Background information
- Origin: Germany
- Genres: Progressive rock, psychedelic rock, electronic rock, krautrock
- Years active: 1986–present
- Label: 2L Productions
- Members: Norbert Krueler (vocals, keyboards, guitars, bass) Support: Matthias Mehrtens (guitars) Mike Bach (drums)
- Website: www.shamall.com

= Shamall =

Shamall (Shamal, which loosely translates as "hot desert wind") features music which is a fusion of progressive rock, electronic, rock, pop, and classical. The project was founded by the German musician and producer Norbert Krueler in 1986.

==History==
At the beginning of the seventies, Norbert Krueler used simple radio tubes, a microphone and a regular acoustic guitar to create new sound effects. A local concert promoter became aware of the young artist and enabled him to support many acts of popular German Krautrock bands like Grobschnitt, King Pin Meh, Birth Control and Kraan.
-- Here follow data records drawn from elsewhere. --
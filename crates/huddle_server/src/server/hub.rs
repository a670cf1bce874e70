#![forbid(unsafe_code)]

use std::collections::BTreeMap;

use huddle_domain::{Ipid, RoomName};
use huddle_protocol::EncodedFrame;
use tokio::sync::{mpsc, oneshot, watch};
use tracing::debug;

pub type SessionId = u64;

/// User a session is authenticated as.
#[derive(Debug, Clone, PartialEq, Eq)]
pub struct BoundUser {
	pub username: String,
	pub ipid: Ipid,
}

/// Why the hub closed a session.
#[derive(Debug, Clone, Copy, PartialEq, Eq)]
pub enum CloseReason {
	SlowConsumer,
	ForceDisconnect,
	Shutdown,
}

#[derive(Debug, Clone, PartialEq, Eq)]
pub enum BroadcastScope {
	All,
	Room(RoomName),
}

#[derive(Debug, Clone, PartialEq, Eq)]
pub enum SessionSelector {
	Ipid(Ipid),
}

/// Point-in-time view of one live session.
#[derive(Debug, Clone, PartialEq, Eq)]
pub struct SessionInfo {
	pub id: SessionId,
	pub user: Option<BoundUser>,
	pub room: RoomName,
}

/// Everything the hub needs to deliver to and close one session.
#[derive(Debug)]
pub struct SessionRegistration {
	pub id: SessionId,
	pub outbound: mpsc::Sender<EncodedFrame>,
	pub close: oneshot::Sender<CloseReason>,
	pub room: watch::Sender<RoomName>,
}

/// Configuration for `Hub`.
#[derive(Debug, Clone, Default)]
pub struct HubConfig {
	pub debug_logs: bool,
}

enum HubCommand {
	Register(SessionRegistration),
	Unregister(SessionId),
	Broadcast {
		scope: BroadcastScope,
		frame: EncodedFrame,
	},
	BindUser {
		id: SessionId,
		user: Option<BoundUser>,
	},
	JoinRoom {
		id: SessionId,
		room: RoomName,
		frames: Vec<EncodedFrame>,
		resp: oneshot::Sender<bool>,
	},
	MigrateRoom {
		from: RoomName,
		to: RoomName,
		only: Option<SessionId>,
		frames: Vec<EncodedFrame>,
		resp: oneshot::Sender<usize>,
	},
	ForceDisconnect {
		selector: SessionSelector,
		notice: Option<EncodedFrame>,
		resp: oneshot::Sender<usize>,
	},
	Snapshot {
		resp: oneshot::Sender<Vec<SessionInfo>>,
	},
	Shutdown {
		notice: Option<EncodedFrame>,
		resp: oneshot::Sender<usize>,
	},
}

/// Handle to the connection registry.
///
/// The live-session set is owned by one task; every membership change and
/// every broadcast is a message to it, processed one at a time.
#[derive(Debug, Clone)]
pub struct Hub {
	tx: mpsc::UnboundedSender<HubCommand>,
}

impl std::fmt::Debug for HubCommand {
	fn fmt(&self, f: &mut std::fmt::Formatter<'_>) -> std::fmt::Result {
		let name = match self {
			HubCommand::Register(_) => "Register",
			HubCommand::Unregister(_) => "Unregister",
			HubCommand::Broadcast { .. } => "Broadcast",
			HubCommand::BindUser { .. } => "BindUser",
			HubCommand::JoinRoom { .. } => "JoinRoom",
			HubCommand::MigrateRoom { .. } => "MigrateRoom",
			HubCommand::ForceDisconnect { .. } => "ForceDisconnect",
			HubCommand::Snapshot { .. } => "Snapshot",
			HubCommand::Shutdown { .. } => "Shutdown",
		};
		f.write_str(name)
	}
}

impl Hub {
	/// Spawns the coordinating loop. It runs until every handle is dropped.
	pub fn spawn(cfg: HubConfig) -> Self {
		let (tx, rx) = mpsc::unbounded_channel();
		tokio::spawn(run_hub(rx, cfg));
		Self { tx }
	}

	pub fn register(&self, registration: SessionRegistration) {
		self.submit(HubCommand::Register(registration));
	}

	/// Removes the session if it is still live; safe to call more than once.
	pub fn unregister(&self, id: SessionId) {
		self.submit(HubCommand::Unregister(id));
	}

	pub fn broadcast(&self, scope: BroadcastScope, frame: EncodedFrame) {
		self.submit(HubCommand::Broadcast { scope, frame });
	}

	pub fn bind_user(&self, id: SessionId, user: Option<BoundUser>) {
		self.submit(HubCommand::BindUser { id, user });
	}

	/// Moves one session to `room` and queues `frames` to it in the same step.
	pub async fn join_room(&self, id: SessionId, room: RoomName, frames: Vec<EncodedFrame>) -> bool {
		self.request(|resp| HubCommand::JoinRoom { id, room, frames, resp })
			.await
			.unwrap_or(false)
	}

	/// Moves every session in `from` to `to`, queueing `frames` to each.
	/// Returns how many sessions moved.
	pub async fn migrate_room(&self, from: RoomName, to: RoomName, frames: Vec<EncodedFrame>) -> usize {
		self.request(|resp| HubCommand::MigrateRoom {
			from,
			to,
			only: None,
			frames,
			resp,
		})
		.await
		.unwrap_or(0)
	}

	/// Moves session `id` from `from` to `to` only if it is still in `from`.
	pub async fn migrate_session(&self, id: SessionId, from: RoomName, to: RoomName, frames: Vec<EncodedFrame>) -> bool {
		self.request(|resp| HubCommand::MigrateRoom {
			from,
			to,
			only: Some(id),
			frames,
			resp,
		})
		.await
		.is_some_and(|moved| moved > 0)
	}

	/// Queues `notice` to every matching session, then closes them.
	/// Returns how many sessions were disconnected.
	pub async fn force_disconnect(&self, selector: SessionSelector, notice: Option<EncodedFrame>) -> usize {
		self.request(|resp| HubCommand::ForceDisconnect { selector, notice, resp })
			.await
			.unwrap_or(0)
	}

	pub async fn snapshot(&self) -> Vec<SessionInfo> {
		self.request(|resp| HubCommand::Snapshot { resp }).await.unwrap_or_default()
	}

	/// Notifies and closes every session; later registrations are closed on
	/// arrival.
	pub async fn shutdown(&self, notice: Option<EncodedFrame>) -> usize {
		self.request(|resp| HubCommand::Shutdown { notice, resp })
			.await
			.unwrap_or(0)
	}

	fn submit(&self, cmd: HubCommand) {
		if let Err(e) = self.tx.send(cmd) {
			debug!(command = ?e.0, "hub: loop is gone, command dropped");
		}
	}

	async fn request<T>(&self, make: impl FnOnce(oneshot::Sender<T>) -> HubCommand) -> Option<T> {
		let (resp, rx) = oneshot::channel();
		self.tx.send(make(resp)).ok()?;
		rx.await.ok()
	}
}

struct LiveSession {
	outbound: mpsc::Sender<EncodedFrame>,
	close: Option<oneshot::Sender<CloseReason>>,
	room: watch::Sender<RoomName>,
	user: Option<BoundUser>,
}

impl LiveSession {
	fn in_room(&self, room: &RoomName) -> bool {
		&*self.room.borrow() == room
	}

	fn matches(&self, selector: &SessionSelector) -> bool {
		match selector {
			SessionSelector::Ipid(ipid) => self.user.as_ref().is_some_and(|u| &u.ipid == ipid),
		}
	}

	/// Non-blocking enqueue.
	fn offer(&self, frame: &EncodedFrame) -> Result<(), mpsc::error::TrySendError<EncodedFrame>> {
		self.outbound.try_send(frame.clone())
	}

	fn close(mut self, reason: CloseReason) {
		if let Some(close) = self.close.take() {
			let _ = close.send(reason);
		}
	}
}

struct HubState {
	sessions: BTreeMap<SessionId, LiveSession>,
	closing: bool,
	cfg: HubConfig,
}

async fn run_hub(mut rx: mpsc::UnboundedReceiver<HubCommand>, cfg: HubConfig) {
	let mut state = HubState {
		sessions: BTreeMap::new(),
		closing: false,
		cfg,
	};

	while let Some(cmd) = rx.recv().await {
		state.apply(cmd);
		metrics::gauge!("huddle_server_active_sessions").set(state.sessions.len() as f64);
	}

	debug!("hub: all handles dropped, loop exiting");
}

impl HubState {
	fn apply(&mut self, cmd: HubCommand) {
		match cmd {
			HubCommand::Register(reg) => self.register(reg),
			HubCommand::Unregister(id) => {
				if self.sessions.remove(&id).is_some() && self.cfg.debug_logs {
					debug!(session_id = id, "hub: unregistered");
				}
			}
			HubCommand::Broadcast { scope, frame } => self.broadcast(&scope, &frame),
			HubCommand::BindUser { id, user } => {
				if let Some(s) = self.sessions.get_mut(&id) {
					s.user = user;
				}
			}
			HubCommand::JoinRoom { id, room, frames, resp } => {
				let joined = match self.sessions.get(&id) {
					Some(s) => {
						s.room.send_replace(room);
						self.unicast(id, &frames);
						true
					}
					None => false,
				};
				let _ = resp.send(joined);
			}
			HubCommand::MigrateRoom {
				from,
				to,
				only,
				frames,
				resp,
			} => {
				let ids: Vec<SessionId> = self
					.sessions
					.iter()
					.filter(|(id, s)| only.is_none_or(|only| only == **id) && s.in_room(&from))
					.map(|(id, _)| *id)
					.collect();
				for id in &ids {
					if let Some(s) = self.sessions.get(id) {
						s.room.send_replace(to.clone());
					}
					self.unicast(*id, &frames);
				}
				let _ = resp.send(ids.len());
			}
			HubCommand::ForceDisconnect { selector, notice, resp } => {
				let ids: Vec<SessionId> = self
					.sessions
					.iter()
					.filter(|(_, s)| s.matches(&selector))
					.map(|(id, _)| *id)
					.collect();
				for id in &ids {
					if let Some(notice) = &notice {
						self.unicast(*id, std::slice::from_ref(notice));
					}
					if let Some(s) = self.sessions.remove(id) {
						s.close(CloseReason::ForceDisconnect);
					}
				}
				let _ = resp.send(ids.len());
			}
			HubCommand::Snapshot { resp } => {
				let infos = self
					.sessions
					.iter()
					.map(|(id, s)| SessionInfo {
						id: *id,
						user: s.user.clone(),
						room: s.room.borrow().clone(),
					})
					.collect();
				let _ = resp.send(infos);
			}
			HubCommand::Shutdown { notice, resp } => {
				self.closing = true;
				if let Some(notice) = &notice {
					self.broadcast(&BroadcastScope::All, notice);
				}
				let sessions = std::mem::take(&mut self.sessions);
				let n = sessions.len();
				for (_, s) in sessions {
					s.close(CloseReason::Shutdown);
				}
				let _ = resp.send(n);
			}
		}
	}

	fn register(&mut self, reg: SessionRegistration) {
		let live = LiveSession {
			outbound: reg.outbound,
			close: Some(reg.close),
			room: reg.room,
			user: None,
		};

		if self.closing {
			live.close(CloseReason::Shutdown);
			return;
		}

		if self.cfg.debug_logs {
			debug!(session_id = reg.id, live = self.sessions.len() + 1, "hub: registered");
		}
		self.sessions.insert(reg.id, live);
	}

	/// Delivers to every session in scope; a full queue evicts its session.
	fn broadcast(&mut self, scope: &BroadcastScope, frame: &EncodedFrame) {
		metrics::counter!("huddle_server_broadcasts_total").increment(1);

		let mut dead = Vec::new();
		for (id, s) in &self.sessions {
			if let BroadcastScope::Room(room) = scope
				&& !s.in_room(room)
			{
				continue;
			}
			match s.offer(frame) {
				Ok(()) => {}
				Err(mpsc::error::TrySendError::Full(_)) => dead.push((*id, Some(CloseReason::SlowConsumer))),
				Err(mpsc::error::TrySendError::Closed(_)) => dead.push((*id, None)),
			}
		}

		self.evict(dead);
	}

	/// Enqueues `frames` to one session in order. A full queue evicts it.
	fn unicast(&mut self, id: SessionId, frames: &[EncodedFrame]) {
		let Some(s) = self.sessions.get(&id) else {
			return;
		};

		let mut outcome = None;
		for frame in frames {
			match s.offer(frame) {
				Ok(()) => {}
				Err(mpsc::error::TrySendError::Full(_)) => {
					outcome = Some(Some(CloseReason::SlowConsumer));
					break;
				}
				Err(mpsc::error::TrySendError::Closed(_)) => {
					outcome = Some(None);
					break;
				}
			}
		}

		if let Some(reason) = outcome {
			self.evict(vec![(id, reason)]);
		}
	}

	fn evict(&mut self, dead: Vec<(SessionId, Option<CloseReason>)>) {
		for (id, reason) in dead {
			let Some(s) = self.sessions.remove(&id) else {
				continue;
			};
			match reason {
				Some(reason) => {
					metrics::counter!("huddle_server_slow_consumer_evictions_total").increment(1);
					debug!(session_id = id, ?reason, "hub: evicted session with full outbound queue");
					s.close(reason);
				}
				None => {
					if self.cfg.debug_logs {
						debug!(session_id = id, "hub: dropped session with closed outbound queue");
					}
				}
			}
		}
	}
}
As music clubs boomed, Norbert swapped the live stage for a DJ stand for financial reasons.

At the end of 1984, Norbert started to make his own music again. He availed himself of the technical progress and added rhythmic experimental music compositions to a laser show for his club audience. These compositions were available only for his club audience and never released to the public.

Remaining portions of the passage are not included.